Arrhenius Acid and Base- Definitions and Examples
What Is an Arrhenius Acid?
An Arrhenius acid is a substance that increases the concentration of hydrogen ions (H⁺) when dissolved in water. That's the whole definition. Simple, right?
The concept comes from Swedish chemist Svante Arrhenius, who proposed this theory back in 1887. While scientists have developed more advanced acid-base theories since then, the Arrhenius definition still works fine for most aqueous chemistry.
Common Arrhenius Acid Examples
- Hydrochloric acid (HCl) — strong acid, fully dissociates in water
- Sulfuric acid (H₂SO₄) — strong acid, diprotic (donates two H⁺ ions)
- Nitric acid (HNO₃) — strong acid used in fertilizers and explosives
- Acetic acid (CH₃COOH) — weak acid, the stuff in vinegar
- Carbonic acid (H₂CO₃) — weak acid, forms when CO₂ dissolves in water
- Phosphoric acid (H₃PO₄) — found in soft drinks and rust removers
The key characteristic? These compounds all contain hydrogen atoms that can separate into H⁺ ions when placed in water.

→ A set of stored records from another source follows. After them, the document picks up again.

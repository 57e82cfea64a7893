use std::path::{Path, PathBuf};

use crate::config::KeySource;
use crate::dmtable;
use crate::keyring::KeyLookup;
use crate::tpm::{self, PcrPolicy};
use crate::{sha256_of_keyfile, DeviceMapper, ErrorKind, PartitionMetadata, Result};

/// Drives the whole activation sequence: authenticate the metadata trailer,
/// obtain the volume key when one is called for, and bring up the
/// device-mapper stack bottom to top. Any failure tears down every device
/// created so far, in reverse order, before propagating.
pub struct Activation<'a> {
    dm: &'a dyn DeviceMapper,
    keyring: &'a dyn KeyLookup,
}

impl<'a> Activation<'a> {
    pub fn new(dm: &'a dyn DeviceMapper, keyring: &'a dyn KeyLookup) -> Activation<'a> {
        Activation { dm, keyring }
    }

    /// Returns the path of the device the rootfs should be mounted from:
    /// the top of the dm stack, or the raw partition for plain mode.
    pub fn run(
        &self,
        meta: &mut PartitionMetadata,
        keyfile: &Path,
        key_source: Option<&KeySource>,
    ) -> Result<PathBuf> {
        meta.load_and_verify(keyfile, self.keyring)?;
        verbose!("Authenticated metadata on {}: mode {}, fs {}",
                 meta.device_path().display(), meta.mode().label(), meta.fs_type());

        if meta.mode().has_crypt() {
            let mut key = self.obtain_key(keyfile, key_source)?;
            let key_hex = hex::encode(&key);
            for b in key.iter_mut() {
                *b = 0;
            }
            meta.splice_crypt_key(&key_hex)?;
        }

        let plan = dmtable::activation_plan(meta)?;
        if plan.is_empty() {
            verbose!("No device-mapper layers required, rootfs is {}", meta.device_path().display());
            return Ok(meta.device_path().to_path_buf());
        }

        let mut created: Vec<&'static str> = Vec::new();
        let mut top = meta.device_path().to_path_buf();
        for layer in &plan {
            let table = format!("0 {} {} {}", layer.sectors, layer.target, layer.params);
            let uuid = format!("rootprep-{}", layer.name);
            verbose!("Creating {} device '{}'", layer.target, layer.name);
            match self.dm.dm_create(layer.name, &uuid, &table, layer.readonly) {
                Ok(path) => {
                    created.push(layer.name);
                    top = path;
                }
                Err(err) => {
                    self.teardown(&created);
                    return Err(err);
                }
            }
        }
        Ok(top)
    }

    fn obtain_key(&self, keyfile: &Path, key_source: Option<&KeySource>) -> Result<Vec<u8>> {
        let source = match key_source {
            Some(source) => source,
            None => fail!(ErrorKind::Internal,
                          "metadata calls for dm-crypt but no key source is configured"),
        };
        match source {
            KeySource::TpmSealed { blob, pcrs } => {
                let digest = sha256_of_keyfile(keyfile)?;
                let policy = PcrPolicy::parse(pcrs)?;
                tpm::tpm_unseal(&digest, &policy, blob)
            }
            KeySource::Keyring { description } => self.keyring.get_key(description),
        }
    }

    fn teardown(&self, created: &[&'static str]) {
        for name in created.iter().rev() {
            verbose!("Removing device '{}'", name);
            if let Err(err) = self.dm.dm_remove(name) {
                warn!("Failed to remove device {}: {}", name, crate::format_error(&err));
            }
        }
    }
}

#[cfg(test)]
mod tests {
    use super::*;
    use crate::dmtable::{CRYPT_NAME, VERINT_NAME};
    use crate::{Error, ErrorKind, SIG_LEN};
    use p256::ecdsa::signature::Signer;
    use p256::ecdsa::{Signature, SigningKey};
    use p256::pkcs8::EncodePublicKey;
    use std::cell::RefCell;
    use std::collections::HashMap;
    use std::io::Write;

    struct MockDm {
        calls: RefCell<Vec<String>>,
        tables: RefCell<HashMap<String, String>>,
        fail_on: Option<&'static str>,
    }

    impl MockDm {
        fn new() -> MockDm {
            MockDm {
                calls: RefCell::new(Vec::new()),
                tables: RefCell::new(HashMap::new()),
                fail_on: None,
            }
        }

        fn failing_on(name: &'static str) -> MockDm {
            let mut dm = MockDm::new();
            dm.fail_on = Some(name);
            dm
        }

        fn calls(&self) -> Vec<String> {
            self.calls.borrow().clone()
        }

        fn table(&self, name: &str) -> String {
            self.tables.borrow().get(name).cloned().unwrap()
        }
    }

    impl DeviceMapper for MockDm {
        fn dm_create(&self, name: &str, _uuid: &str, table: &str, _readonly: bool) -> Result<PathBuf> {
            if self.fail_on == Some(name) {
                return Err(Error::detail(ErrorKind::Io, "injected failure"));
            }
            self.calls.borrow_mut().push(format!("create {}", name));
            self.tables.borrow_mut().insert(name.to_string(), table.to_string());
            Ok(PathBuf::from(format!("/dev/mapper/{}", name)))
        }

        fn dm_remove(&self, name: &str) -> Result<()> {
            self.calls.borrow_mut().push(format!("remove {}", name));
            Ok(())
        }
    }

    struct MapKeyring(HashMap<String, Vec<u8>>);

    impl MapKeyring {
        fn empty() -> MapKeyring {
            MapKeyring(HashMap::new())
        }

        fn with(desc: &str, payload: Vec<u8>) -> MapKeyring {
            let mut map = HashMap::new();
            map.insert(desc.to_string(), payload);
            MapKeyring(map)
        }
    }

    impl KeyLookup for MapKeyring {
        fn get_key(&self, description: &str) -> Result<Vec<u8>> {
            self.0.get(description).cloned().ok_or_else(|| {
                Error::detail(ErrorKind::KeyringLookup, format!("no key '{}'", description))
            })
        }
    }

    struct Fixture {
        signing: SigningKey,
        keyfile: tempfile::NamedTempFile,
        image: tempfile::NamedTempFile,
    }

    impl Fixture {
        fn new() -> Fixture {
            let signing = SigningKey::random(&mut rand_core::OsRng);
            let pem = signing.verifying_key()
                .to_public_key_pem(p256::pkcs8::LineEnding::LF)
                .unwrap();
            let mut keyfile = tempfile::NamedTempFile::new().unwrap();
            keyfile.write_all(pem.as_bytes()).unwrap();

            let mut image = tempfile::NamedTempFile::new().unwrap();
            image.write_all(&vec![0u8; 16 * 1024]).unwrap();

            Fixture { signing, keyfile, image }
        }

        fn install_sections(&mut self, header: &str, verint: &str, crypt: &str) {
            let mut text = header.as_bytes().to_vec();
            text.push(0xFF);
            text.extend_from_slice(verint.as_bytes());
            text.push(0xFF);
            text.extend_from_slice(crypt.as_bytes());
            let mut signed = text.clone();
            signed.push(0);
            let sig: Signature = self.signing.sign(&signed);
            let trailer = crate::Trailer::build(&text, &sig.to_bytes()).unwrap();
            trailer.write_to(self.image.path()).unwrap();
        }

        fn run(
            &self,
            dm: &dyn DeviceMapper,
            keyring: &dyn KeyLookup,
            key_source: Option<&KeySource>,
        ) -> Result<PathBuf> {
            let activation = Activation::new(dm, keyring);
            let mut meta = PartitionMetadata::new(self.image.path());
            activation.run(&mut meta, self.keyfile.path(), key_source)
        }
    }

    #[test]
    fn plain_rootfs_uses_partition_directly() {
        let mut fx = Fixture::new();
        fx.install_sections("v1 ext4 ro plain", "", "");
        let dm = MockDm::new();
        let top = fx.run(&dm, &MapKeyring::empty(), None).unwrap();
        assert_eq!(top, fx.image.path());
        assert!(dm.calls().is_empty());
    }

    #[test]
    fn verity_rootfs_creates_one_device() {
        let mut fx = Fixture::new();
        fx.install_sections("v1 ext4 ro verity", "1 4096 4096 1024 1024 sha256 ab cd", "");
        let dm = MockDm::new();
        let top = fx.run(&dm, &MapKeyring::empty(), None).unwrap();
        assert_eq!(top, PathBuf::from("/dev/mapper/rootfs-verint"));
        assert_eq!(dm.calls(), vec!["create rootfs-verint"]);
        let table = dm.table(VERINT_NAME);
        assert!(table.starts_with("0 8192 verity 1 "));
    }

    #[test]
    fn crypt_verity_creates_layers_in_order() {
        let mut fx = Fixture::new();
        fx.install_sections(
            "v1 ext4 ro crypt-verity",
            "1 4096 4096 1024 1024 sha256 ab cd",
            "aes-xts-plain64",
        );
        let key: Vec<u8> = vec![0x42; 32];
        let keyring = MapKeyring::with("rootkey", key.clone());
        let source = KeySource::Keyring { description: "rootkey".to_string() };
        let dm = MockDm::new();
        let top = fx.run(&dm, &keyring, Some(&source)).unwrap();
        assert_eq!(top, PathBuf::from("/dev/mapper/rootfs-verint"));
        assert_eq!(dm.calls(), vec!["create rootfs-crypt", "create rootfs-verint"]);
        let crypt_table = dm.table(CRYPT_NAME);
        assert!(crypt_table.contains(&hex::encode(&key)));
        assert!(crypt_table.starts_with("0 8192 crypt aes-xts-plain64 "));
    }

    #[test]
    fn failed_upper_layer_removes_lower_layer() {
        let mut fx = Fixture::new();
        fx.install_sections(
            "v1 ext4 ro crypt-verity",
            "1 4096 4096 1024 1024 sha256 ab cd",
            "aes-xts-plain64",
        );
        let keyring = MapKeyring::with("rootkey", vec![0x42; 32]);
        let source = KeySource::Keyring { description: "rootkey".to_string() };
        let dm = MockDm::failing_on(VERINT_NAME);
        let err = fx.run(&dm, &keyring, Some(&source)).unwrap_err();
        assert_eq!(err.kind(), ErrorKind::Io);
        assert_eq!(dm.calls(), vec!["create rootfs-crypt", "remove rootfs-crypt"]);
    }

    #[test]
    fn corrupted_signature_creates_no_devices() {
        let mut fx = Fixture::new();
        fx.install_sections("v1 ext4 ro verity", "1 4096 4096 1024 1024 sha256 ab cd", "");
        let trailer = crate::Trailer::from_path(fx.image.path()).unwrap();
        let text_len = trailer.text().unwrap().len();

        // Flip one bit in the final signature byte.
        let mut raw = std::fs::read(fx.image.path()).unwrap();
        let trailer_start = raw.len() - crate::META_SIZE;
        raw[trailer_start + text_len + SIG_LEN] ^= 0x01;
        std::fs::write(fx.image.path(), &raw).unwrap();

        let dm = MockDm::new();
        let err = fx.run(&dm, &MapKeyring::empty(), None).unwrap_err();
        assert_eq!(err.kind(), ErrorKind::MetaSig);
        assert!(dm.calls().is_empty());
    }

    #[test]
    fn crypt_without_key_source_fails_before_activation() {
        let mut fx = Fixture::new();
        fx.install_sections("v1 ext4 ro crypt", "", "aes-xts-plain64 2048");
        let dm = MockDm::new();
        let err = fx.run(&dm, &MapKeyring::empty(), None).unwrap_err();
        assert_eq!(err.kind(), ErrorKind::Internal);
        assert!(dm.calls().is_empty());
    }

    #[test]
    fn missing_keyring_key_aborts_activation() {
        let mut fx = Fixture::new();
        fx.install_sections("v1 ext4 ro crypt", "", "aes-xts-plain64 2048");
        let source = KeySource::Keyring { description: "absent".to_string() };
        let dm = MockDm::new();
        let err = fx.run(&dm, &MapKeyring::empty(), Some(&source)).unwrap_err();
        assert_eq!(err.kind(), ErrorKind::KeyringLookup);
        assert!(dm.calls().is_empty());
    }
}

What Is an Arrhenius Base?
An Arrhenius base is a substance that increases the concentration of hydroxide ions (OH⁻) when dissolved in water. That's it.
Most Arrhenius bases are metal hydroxides, though some other compounds qualify too.
Common Arrhenius Base Examples
- Sodium hydroxide (NaOH) — lye, strong base, fully dissociates
- Potassium hydroxide (KOH) — strong base, used in soft soaps
- Calcium hydroxide (Ca(OH)₂) — slaked lime, used in cement
- Magnesium hydroxide (Mg(OH)₂) — milk of magnesia
- Ammonia (NH₃) — weak base, produces OH⁻ by reacting with water
- Barium hydroxide (Ba(OH)₂) — strong base, used in some titrations
Arrhenius Acids vs. Bases: The Direct Comparison
| Property | Arrhenius Acid | Arrhenius Base |
|---|---|---|
| Ion produced | H⁺ (hydrogen ion) | OH⁻ (hydroxide ion) |
| pH range | Below 7 | Above 7 |
| Taste | Sour | Bitter |
| Feel | Can burn (strong acids) | Slippery, soapy |
| Common examples | HCl, H₂SO₄, vinegar | NaOH, KOH, ammonia |
| Reaction with indicators | Turns litmus red | Turns litmus blue |
How Arrhenius Acids and Bases React
When an acid meets a base, you get a neutralization reaction. The H⁺ from the acid combines with the OH⁻ from the base to form water (H₂O). The remaining ions form a salt.
Example:
HCl + NaOH → NaCl + H₂O
Hydrochloric acid plus sodium hydroxide gives you table salt and water. The solution ends up neutral (pH 7) if the amounts are equal.
This reaction is why antacids work. Stomach acid (HCl) gets neutralized by magnesium hydroxide or calcium carbonate in the tablet.
Real-World Examples You Already Know
Battery acid in your car is sulfuric acid. Vinegar is acetic acid diluted in water. Drain cleaner is usually sodium hydroxide. Ammonia in glass cleaners acts as a weak base.
Your own stomach produces hydrochloric acid for digestion. That's an Arrhenius acid in action.
When you squeeze lemon on fish, the citric acid breaks down proteins. That's Arrhenius acid chemistry doing the work.
How to Identify Arrhenius Acids and Bases: Getting Started
Step 1: Check the Formula
Acids usually start with hydrogen: HCl, H₂SO₄, HNO₃. Bases typically end with hydroxide: NaOH, KOH, Ca(OH)₂.
Step 2: Test with Indicators
- Litmus paper — red litmus turns blue with bases, blue litmus turns red with acids
- pH strips — give you a number reading
- Universal indicator — shows full color spectrum from red (acidic) to blue (basic)
Step 3: Look for Observable Properties
Strong acids corrode metals and feel burning to skin. Strong bases feel slippery (like soap) and can also damage tissue. Neither should be touched casually.
Step 4: Test Conductivity
Both Arrhenius acids and bases conduct electricity when dissolved in water because they produce ions. Pure acid or base without water? Poor conductor. Add water and ions form? Current flows.
The Problem with the Arrhenius Definition
The Arrhenius theory only works for aqueous solutions. It can't explain why ammonia (NH₃) acts like a base even though it doesn't contain OH⁻ in its formula.
That's why chemists developed the Brønsted-Lowry and Lewis theories later. These broader definitions cover non-aqueous acid-base reactions that Arrhenius couldn't touch.
For most high school and introductory college chemistry though? The Arrhenius definition gets the job done.